Based on **Francesco Pierfederici: Distributed Computing with Python, Chapter 2**

# An asynchronous example

To keep things simple but still interesting, let's write a tool that, given a text file, will 
count the occurrences of a given word

In [1]:
# Run the below line in a terminal:
# time(grep -io love data/pg2600.txt | wc -l)
#
# This will count the number of "love" work in the data/pg2600.txt file
# It will also measure the executation time.
# Results:


677

real    0m0.014s <br>
user    0m0.008s <br>
sys     0m0.004s <br>


### We will solve the word counting problem with coroutines 

In [2]:
def coroutine(fn):
    def wrapper(*args, **kwargs):
        c = fn(*args, **kwargs)
        next(c)
        return c
    return wrapper

In [3]:
#We will work with this file
f=open('../data/pg2600.txt')
print(f)

<_io.TextIOWrapper name='../data/pg2600.txt' mode='r' encoding='UTF-8'>


The next function, cat, will **read the file line by line**

This function, cat, **acts as the data source** for the whole program; 

It **reads the file line by line and sends each line to its child function via child.send(line).** 

This child function will be the **grep()** function

If we want a case-insensitive match, then we simply make the line lowercase; otherwise, we pass it unchanged.


In [4]:
def cat(f, case_insensitive, child):
    if case_insensitive:
        line_processor = lambda l: l.lower()
    else:
        line_processor = lambda l: l

    for line in f:
        child.send(line_processor(line))

### Counting the occurrences of the substring variable in each line

The **grep** function is our first coroutine. It will be the 'child' function in the 'cat()' function

* In it, we enter an infinite loop where **we keep receiving data (text = (yield))**, 

* then **count the occurrences** of the "substring" variable in the "text" variable, which is one line from the text file. 

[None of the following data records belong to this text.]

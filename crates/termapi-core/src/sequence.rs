#![forbid(unsafe_code)]

//! Escape sequence construction.
//!
//! Every helper here is pure: it composes an escape prefix, a payload, and a
//! terminator into a [`Sequence`] and never touches a terminal. Writing the
//! bytes is the caller's job (see [`Sequence::write_to`]).
//!
//! # Sequence Reference
//!
//! | Category | Sequence | Description |
//! |----------|----------|-------------|
//! | CSI | `ESC [ n A/B/C/D` | Cursor up/down/right/left |
//! | CSI | `ESC [ n E/F` | Cursor next/previous line |
//! | CSI | `ESC [ y ; x H` | Cursor position |
//! | CSI | `ESC [ n S/T` | Scroll up/down |
//! | CSI | `ESC [ n @/P/X` | Insert/delete/erase characters |
//! | CSI | `ESC [ n L/M` | Insert/delete lines |
//! | CSI | `ESC [ n m` | SGR (Select Graphic Rendition) |
//! | CSI | `ESC [ ? 25 h/l` | Cursor visibility |
//! | CSI | `ESC [ ? 12 h/l` | Cursor blink |
//! | CSI | `ESC [ ? 1049 h/l` | Alternate/main screen buffer |
//! | CSI | `ESC [ 6 n` | Report cursor position (DECXCPR) |
//! | CSI | `ESC [ 0 c` | Primary device attributes |
//! | DEC | `ESC 7` / `ESC 8` | Cursor save/restore |

use std::fmt;
use std::io::{self, Write};

/// Escape character.
pub const ESC: u8 = 0x1b;

/// Control Sequence Introducer bracket.
pub const BRACKET: u8 = b'[';

/// Control Sequence Introducer: `ESC [`.
pub const CSI: &[u8] = b"\x1b[";

/// Final byte of an SGR sequence.
pub const SGR_END: u8 = b'm';

/// Final byte enabling a DEC private mode.
pub const MODE_ENABLE: u8 = b'h';

/// Final byte disabling a DEC private mode.
pub const MODE_DISABLE: u8 = b'l';

/// SGR parameter prefix selecting an indexed foreground color.
pub const LAYER_FOREGROUND: &str = "38;5";

/// SGR parameter prefix selecting an indexed background color.
pub const LAYER_BACKGROUND: &str = "48;5";

/// An immutable, transmittable escape sequence.
#[derive(Debug, Clone, Default, PartialEq, Eq, Hash)]
pub struct Sequence {
    bytes: Vec<u8>,
}

impl Sequence {
    /// A sequence that writes nothing.
    #[must_use]
    pub const fn empty() -> Self {
        Self { bytes: Vec::new() }
    }

    /// Wrap raw bytes verbatim.
    #[must_use]
    pub fn from_bytes(bytes: impl Into<Vec<u8>>) -> Self {
        Self {
            bytes: bytes.into(),
        }
    }

    /// `ESC <payload>`
    #[must_use]
    pub fn esc(payload: &[u8]) -> Self {
        let mut bytes = Vec::with_capacity(1 + payload.len());
        bytes.push(ESC);
        bytes.extend_from_slice(payload);
        Self { bytes }
    }

    /// `ESC [ <params> <final_byte>`
    #[must_use]
    pub fn csi(params: &str, final_byte: u8) -> Self {
        let mut bytes = Vec::with_capacity(CSI.len() + params.len() + 1);
        bytes.extend_from_slice(CSI);
        bytes.extend_from_slice(params.as_bytes());
        bytes.push(final_byte);
        Self { bytes }
    }

    /// Append another sequence, returning the combined one.
    #[must_use]
    pub fn chain(mut self, other: &Sequence) -> Self {
        self.bytes.extend_from_slice(&other.bytes);
        self
    }

    /// Raw bytes of the sequence.
    #[must_use]
    pub fn as_bytes(&self) -> &[u8] {
        &self.bytes
    }

    /// Whether this sequence writes nothing.
    #[must_use]
    pub fn is_empty(&self) -> bool {
        self.bytes.is_empty()
    }

    /// Length in bytes.
    #[must_use]
    pub fn len(&self) -> usize {
        self.bytes.len()
    }

    /// Write the sequence to `w`. Does not flush.
    pub fn write_to<W: Write + ?Sized>(&self, w: &mut W) -> io::Result<()> {
        w.write_all(&self.bytes)
    }
}

impl fmt::Display for Sequence {
    fn fmt(&self, f: &mut fmt::Formatter<'_>) -> fmt::Result {
        f.write_str(&String::from_utf8_lossy(&self.bytes))
    }
}

impl AsRef<[u8]> for Sequence {
    fn as_ref(&self) -> &[u8] {
        &self.bytes
    }
}

#[inline]
fn csi_n(n: u32, final_byte: u8) -> Sequence {
    Sequence::csi(&n.to_string(), final_byte)
}

#[inline]
fn dec_mode(mode: u16, enable: bool) -> Sequence {
    let final_byte = if enable { MODE_ENABLE } else { MODE_DISABLE };
    Sequence::csi(&format!("?{mode}"), final_byte)
}

// =============================================================================
// Cursor Positioning
// =============================================================================

/// Move cursor up: `CSI n A`
#[must_use]
pub fn cursor_up(n: u32) -> Sequence {
    csi_n(n, b'A')
}

/// Move cursor down: `CSI n B`
#[must_use]
pub fn cursor_down(n: u32) -> Sequence {
    csi_n(n, b'B')
}

/// Move cursor right: `CSI n C`
#[must_use]
pub fn cursor_right(n: u32) -> Sequence {
    csi_n(n, b'C')
}

/// Move cursor left: `CSI n D`
#[must_use]
pub fn cursor_left(n: u32) -> Sequence {
    csi_n(n, b'D')
}

/// Move cursor to the start of the line `n` lines down: `CSI n E`
#[must_use]
pub fn cursor_next_line(n: u32) -> Sequence {
    csi_n(n, b'E')
}

/// Move cursor to the start of the line `n` lines up: `CSI n F`
#[must_use]
pub fn cursor_prev_line(n: u32) -> Sequence {
    csi_n(n, b'F')
}

/// DEC cursor save: `ESC 7` (DECSC)
#[must_use]
pub fn cursor_save() -> Sequence {
    Sequence::esc(b"7")
}

/// DEC cursor restore: `ESC 8` (DECRC)
#[must_use]
pub fn cursor_restore() -> Sequence {
    Sequence::esc(b"8")
}

/// Cursor position: `CSI y ; x H`.
///
/// Coordinates are emitted verbatim; the terminal treats them as 1-based.
#[must_use]
pub fn cursor_position(x: u32, y: u32) -> Sequence {
    Sequence::csi(&format!("{y};{x}"), b'H')
}

/// Show or hide the cursor: `CSI ? 25 h/l`
#[must_use]
pub fn cursor_visible(visible: bool) -> Sequence {
    dec_mode(25, visible)
}

/// Start or stop cursor blinking: `CSI ? 12 h/l`
#[must_use]
pub fn cursor_blink(blink: bool) -> Sequence {
    dec_mode(12, blink)
}

// =============================================================================
// Viewport and Screen Buffer
// =============================================================================

/// Scroll text up by `n` lines: `CSI n S`
#[must_use]
pub fn scroll_up(n: u32) -> Sequence {
    csi_n(n, b'S')
}

/// Scroll text down by `n` lines: `CSI n T`
#[must_use]
pub fn scroll_down(n: u32) -> Sequence {
    csi_n(n, b'T')
}

/// Switch to the alternate screen buffer: `CSI ? 1049 h`
///
/// Pair with [`main_screen`] before exit.
#[must_use]
pub fn alternate_screen() -> Sequence {
    dec_mode(1049, true)
}

/// Switch back to the main screen buffer: `CSI ? 1049 l`
#[must_use]
pub fn main_screen() -> Sequence {
    dec_mode(1049, false)
}

// =============================================================================
// Text Modification
// =============================================================================

/// Insert `n` blank characters at the cursor: `CSI n @`
#[must_use]
pub fn insert_chars(n: u32) -> Sequence {
    csi_n(n, b'@')
}

/// Delete `n` characters at the cursor, shifting the rest left: `CSI n P`
#[must_use]
pub fn delete_chars(n: u32) -> Sequence {
    csi_n(n, b'P')
}

/// Erase `n` characters from the cursor without shifting: `CSI n X`
#[must_use]
pub fn erase_chars(n: u32) -> Sequence {
    csi_n(n, b'X')
}

/// Insert `n` blank lines at the cursor: `CSI n L`
#[must_use]
pub fn insert_lines(n: u32) -> Sequence {
    csi_n(n, b'L')
}

/// Delete `n` lines at the cursor: `CSI n M`
#[must_use]
pub fn delete_lines(n: u32) -> Sequence {
    csi_n(n, b'M')
}

/// Select Graphic Rendition with a single mode: `CSI n m`
#[must_use]
pub fn graphics_rendition(mode: u32) -> Sequence {
    csi_n(mode, SGR_END)
}

// =============================================================================
// Queries
// =============================================================================

/// Report cursor position (DECXCPR): `CSI 6 n`
///
/// The terminal answers on the input stream with `CSI row ; col R`.
#[must_use]
pub fn report_cursor_position() -> Sequence {
    Sequence::from_bytes(crate::query::CURSOR_POSITION_QUERY)
}

/// Primary device attributes: `CSI 0 c`
///
/// The terminal answers on the input stream with `CSI ? Ps ; ... c`.
#[must_use]
pub fn device_attributes() -> Sequence {
    Sequence::from_bytes(crate::query::DEVICE_ATTRIBUTES_QUERY)
}

// =============================================================================
// DEC Character Sets
// =============================================================================

/// A G0 character set the terminal can be switched into.
#[derive(Debug, Clone, Copy, PartialEq, Eq, Hash)]
pub enum CharacterSet {
    /// US ASCII (`ESC ( B`).
    Ascii,
    /// DEC special graphics, used for line drawing (`ESC ( 0`).
    DecLineDrawing,
}

impl CharacterSet {
    /// The designator byte following `ESC (`.
    #[must_use]
    pub const fn designator(self) -> u8 {
        match self {
            Self::Ascii => b'B',
            Self::DecLineDrawing => b'0',
        }
    }

    /// Sequence that designates this set as G0.
    #[must_use]
    pub fn designate(self) -> Sequence {
        Sequence::esc(&[b'(', self.designator()])
    }
}

impl TryFrom<u8> for CharacterSet {
    type Error = CharsetError;

    fn try_from(designator: u8) -> Result<Self, Self::Error> {
        match designator {
            b'B' => Ok(Self::Ascii),
            b'0' => Ok(Self::DecLineDrawing),
            other => Err(CharsetError { designator: other }),
        }
    }
}

/// Unknown character set designator.
#[derive(Debug, Clone, Copy, PartialEq, Eq)]
pub struct CharsetError {
    /// The rejected designator byte.
    pub designator: u8,
}

impl fmt::Display for CharsetError {
    fn fmt(&self, f: &mut fmt::Formatter<'_>) -> fmt::Result {
        write!(
            f,
            "unknown character set designator {:?} (0x{:02x})",
            char::from(self.designator),
            self.designator
        )
    }
}

impl std::error::Error for CharsetError {}

/// DEC special graphics glyphs. Only meaningful while
/// [`CharacterSet::DecLineDrawing`] is designated.
#[derive(Debug, Clone, Copy, PartialEq, Eq, Hash)]
#[repr(u8)]
pub enum LineChar {
    BottomRight = 0x6a,
    TopRight = 0x6b,
    TopLeft = 0x6c,
    BottomLeft = 0x6d,
    Cross = 0x6e,
    Horizontal = 0x71,
    TeeRight = 0x74,
    TeeLeft = 0x75,
    TeeUp = 0x76,
    TeeDown = 0x77,
    Vertical = 0x78,
}

impl LineChar {
    /// All glyphs, in byte order.
    pub const ALL: [LineChar; 11] = [
        Self::BottomRight,
        Self::TopRight,
        Self::TopLeft,
        Self::BottomLeft,
        Self::Cross,
        Self::Horizontal,
        Self::TeeRight,
        Self::TeeLeft,
        Self::TeeUp,
        Self::TeeDown,
        Self::Vertical,
    ];

    /// Byte the terminal maps to this glyph.
    #[must_use]
    pub const fn as_byte(self) -> u8 {
        self as u8
    }

    /// Unicode box-drawing equivalent, for terminals without DEC graphics.
    #[must_use]
    pub const fn unicode(self) -> char {
        match self {
            Self::BottomRight => '┘',
            Self::TopRight => '┐',
            Self::TopLeft => '┌',
            Self::BottomLeft => '└',
            Self::Cross => '┼',
            Self::Horizontal => '─',
            Self::TeeRight => '├',
            Self::TeeLeft => '┤',
            Self::TeeUp => '┴',
            Self::TeeDown => '┬',
            Self::Vertical => '│',
        }
    }

    /// Map a DEC graphics byte back to its glyph.
    #[must_use]
    pub fn from_byte(byte: u8) -> Option<Self> {
        Self::ALL.into_iter().find(|c| c.as_byte() == byte)
    }
}

impl fmt::Display for LineChar {
    fn fmt(&self, f: &mut fmt::Formatter<'_>) -> fmt::Result {
        write!(f, "{}", char::from(self.as_byte()))
    }
}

* and **send that number of occurrences** to the next coroutine (count() in our case). This will add these numbers to count how many times we have seen the "substring" variable in the whole text file: **child.send(textcount))**.


In [5]:
@coroutine
def grep(substring, case_insensitive, child):
    if case_insensitive:
        substring = substring.lower()
    while True:
        text = (yield) #this is where we receive the data. It will be one line from the text file.
        textcount=text.count(substring) # Count the number of occurrences of substring in this line
        child.send(textcount) #send the the data (i.e. the count of this line) to the next coroutine (child())
        # The child function will add all these numbers

In [6]:
#Adding up all the numbers and printing out the total

#The count coroutine keeps a running total, n, of the numbers it receives, 
#(n += (yield)), from grep. 

#It catches the GeneratorExit exception sent to each coroutine 
#when they are closed (which in our case happens automatically when we reach the 
#end of the file) to know when to print out substring and n

@coroutine
def count(substring):
    n = 0
    try:
        while True:
            n += (yield)
    except GeneratorExit:
        print(substring, n)

This is how we can use these corutines:

In [7]:
cat(f, case_insensitive=True, child=grep(substring='love', case_insensitive=True, child=count('love')))

love 677